District council body calls for Right to Buy reform as output slips for third quarter running

Housebuilding

There were renewed calls for a reform of the government’s Right to Buy programme after new figures show that the number of housing starts across England in the last quarter fell by 8% year-on-year.

Data from the Ministry of Housing, Communities and Local Government (MHCLG) also shows the 37,200 new build housing starts in the quarter to the end of June were 2% lower than the January to March period, when they had fallen by 8%.

Annual new build housing starts totalled 160,640 in the six months to the end of June, down by 1% year-on-year.

Responding to the figures Tom Beattie, vice chair of the District Councils’ Network, said the government’s lifting of the housing borrowing cap earlier this year had been a welcome move, but ministers needed to now allow local authorities to go further.

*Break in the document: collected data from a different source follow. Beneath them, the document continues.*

//! Dead-letter quarantine for messages that cannot be delivered.
//!
//! A dead-letter record preserves the original payload untouched next to the
//! failure that stranded it. It is written exactly once per failing message
//! and is never itself retried; a failure while writing one propagates to
//! the caller, aborting the enclosing publish call or batch.

use std::sync::Arc;

use chrono::{DateTime, Utc};
use serde::{Deserialize, Serialize};
use tracing::warn;

use crate::error::EventError;
use crate::record::{RecordProducer, TopicRecord};

/// The failure that stranded a message.
#[derive(Debug, Clone, PartialEq, Eq, Serialize, Deserialize)]
#[serde(rename_all = "camelCase")]
pub struct FailureDetail {
    pub message: String,
    pub occurred_at: DateTime<Utc>,
}

/// Wire form of a quarantined message.
#[derive(Debug, Clone, PartialEq, Serialize, Deserialize)]
#[serde(rename_all = "camelCase")]
pub struct DeadLetterRecord {
    /// The payload exactly as it was when processing gave up: the parsed
    /// event for publish/index exhaustion, the raw string for parse failures.
    pub original_payload: serde_json::Value,
    pub error: FailureDetail,
}

impl DeadLetterRecord {
    pub fn new(original_payload: serde_json::Value, error_message: impl Into<String>) -> Self {
        Self {
            original_payload,
            error: FailureDetail {
                message: error_message.into(),
                occurred_at: Utc::now(),
            },
        }
    }
}

/// Routes failed payloads to the dead-letter topic, once each.
pub struct DeadLetterRouter<P> {
    producer: Arc<P>,
    topic: String,
    source: String,
}

impl<P: RecordProducer> DeadLetterRouter<P> {
    pub fn new(producer: Arc<P>, topic: impl Into<String>, source: impl Into<String>) -> Self {
        Self {
            producer,
            topic: topic.into(),
            source: source.into(),
        }
    }

    /// Single-attempt send of a dead-letter record.
    ///
    /// No retry and no fallback destination: a send failure here surfaces
    /// as [`EventError::DeadLetterFailed`] to the caller.
    pub async fn route(
        &self,
        key: Option<String>,
        original_payload: serde_json::Value,
        error_message: &str,
    ) -> Result<(), EventError> {
        let record = DeadLetterRecord::new(original_payload, error_message);
        let payload =
            serde_json::to_vec(&record).map_err(|e| EventError::SerializationFailed {
                cause: e.to_string(),
            })?;

        let wire = TopicRecord::new(self.topic.clone(), key, self.source.clone(), payload);
        self.producer
            .send(&wire)
            .await
            .map_err(|e| EventError::DeadLetterFailed {
                topic: self.topic.clone(),
                cause: e.to_string(),
            })?;

        warn!(
            topic = %self.topic,
            source = %self.source,
            error = %error_message,
            "message routed to dead-letter topic"
        );
        Ok(())
    }
}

“The government must reform Right to Buy, implement a streamlined compulsory purchase order process, introduce step-in rights to intervene on stalled proposals, and release housing infrastructure funding to enable all areas to contribute to getting a roof over everyone’s head,” Beattie added.

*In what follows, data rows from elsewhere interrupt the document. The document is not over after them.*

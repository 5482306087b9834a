//! Structured JSON logging setup using tracing.

use tracing_subscriber::{fmt, layer::SubscriberExt, util::SubscriberInitExt, EnvFilter};

/// Initialize the tracing subscriber with JSON output.
///
/// `RUST_LOG` takes precedence over the configured filter directive.
///
/// # Panics
///
/// Panics if the subscriber has already been initialized.
pub fn init_logging(filter: &str) {
    let filter_layer =
        match EnvFilter::try_from_default_env().or_else(|_| EnvFilter::try_new(filter)) {
            Ok(f) => f,
            Err(e) => {
                eprintln!("FATAL: failed to create log filter: {e}");
                std::process::exit(1);
            }
        };

    let fmt_layer = fmt::layer()
        .json()
        .with_target(true)
        .with_file(true)
        .with_line_number(true)
        .flatten_event(true);

    tracing_subscriber::registry()
        .with(fmt_layer)
        .with(filter_layer)
        .init();

    tracing::info!(filter = %filter, "logging initialized");
}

The second successive decline in house-building starts was going to translate into fewer completions in 2020 unless there is a swift reversal in fortunes in the final six months of the year, said Joseph Daniels, founder of modular housing developer Project Etopia.

The latest data should act as a wake-up call to the government which, “despite setting grand housebuilding targets, now faces the prospect of watching the industry cut and run from those ambitions, leaving them in tatters”, Daniels said.

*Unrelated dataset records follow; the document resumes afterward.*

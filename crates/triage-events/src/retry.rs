//! Bounded retry with linear backoff.
//!
//! One combinator shared by the publish and index paths. It treats every
//! failure from the wrapped operation as retryable; callers keep permanent
//! failures (validation, parse, oversize) out of the retry path entirely.

use std::future::Future;
use std::time::Duration;

use tracing::warn;

/// Retry policy: up to `max_attempts` tries with `base_delay * attempt`
/// between them.
///
/// All retry state is local to a single [`RetryPolicy::run`] call, so
/// concurrent invocations never share attempt counters or timers.
#[derive(Debug, Clone, Copy, PartialEq, Eq)]
pub struct RetryPolicy {
    max_attempts: u32,
    base_delay: Duration,
}

impl Default for RetryPolicy {
    fn default() -> Self {
        Self {
            max_attempts: 3,
            base_delay: Duration::from_millis(300),
        }
    }
}

impl RetryPolicy {
    /// Create a policy. `max_attempts` is clamped to at least one.
    #[must_use]
    pub fn new(max_attempts: u32, base_delay: Duration) -> Self {
        Self {
            max_attempts: max_attempts.max(1),
            base_delay,
        }
    }

    #[must_use]
    pub fn max_attempts(&self) -> u32 {
        self.max_attempts
    }

    /// Delay inserted after the given (1-based) failed attempt.
    #[must_use]
    pub fn backoff(&self, attempt: u32) -> Duration {
        self.base_delay * attempt
    }

    /// Run `operation` until it succeeds or attempts are exhausted.
    ///
    /// Each failed attempt is logged; the backoff sleep suspends only the
    /// calling task. After exhaustion the *last* error is returned.
    pub async fn run<T, E, F, Fut>(&self, name: &str, mut operation: F) -> Result<T, E>
    where
        E: std::fmt::Display,
        F: FnMut() -> Fut,
        Fut: Future<Output = Result<T, E>>,
    {
        let mut attempt = 1;
        loop {
            match operation().await {
                Ok(value) => return Ok(value),
                Err(error) => {
                    warn!(
                        operation = name,
                        attempt,
                        max_attempts = self.max_attempts,
                        error = %error,
                        "attempt failed"
                    );
                    if attempt >= self.max_attempts {
                        return Err(error);
                    }
                    tokio::time::sleep(self.backoff(attempt)).await;
                    attempt += 1;
                }
            }
        }
    }
}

Clive Docwra, managing director of consultant McBains, said housing delivery was “still nowhere near the number required” to meet the government’s mid-2020s target of 300,000 homes built every year.

“Demand for housing is far outstripping supply, but these figures prove there is still no light at the end of the tunnel in terms of solving the housing crisis,” Docwra added.

Housing associations starts dipped by 4% in the second quarter to 6,290, although completions rose by a fifth to 8,550. Private starts fell by 2% to 30,390, while completions grew by 2% to 36,150.

All quarterly starts were 24% below their 49,000 March quarter 2007 peak, while year-to-June 2019 completions rose 8% to 173,600, a statistic housing secretary Robert Jenrick called “hugely welcome”.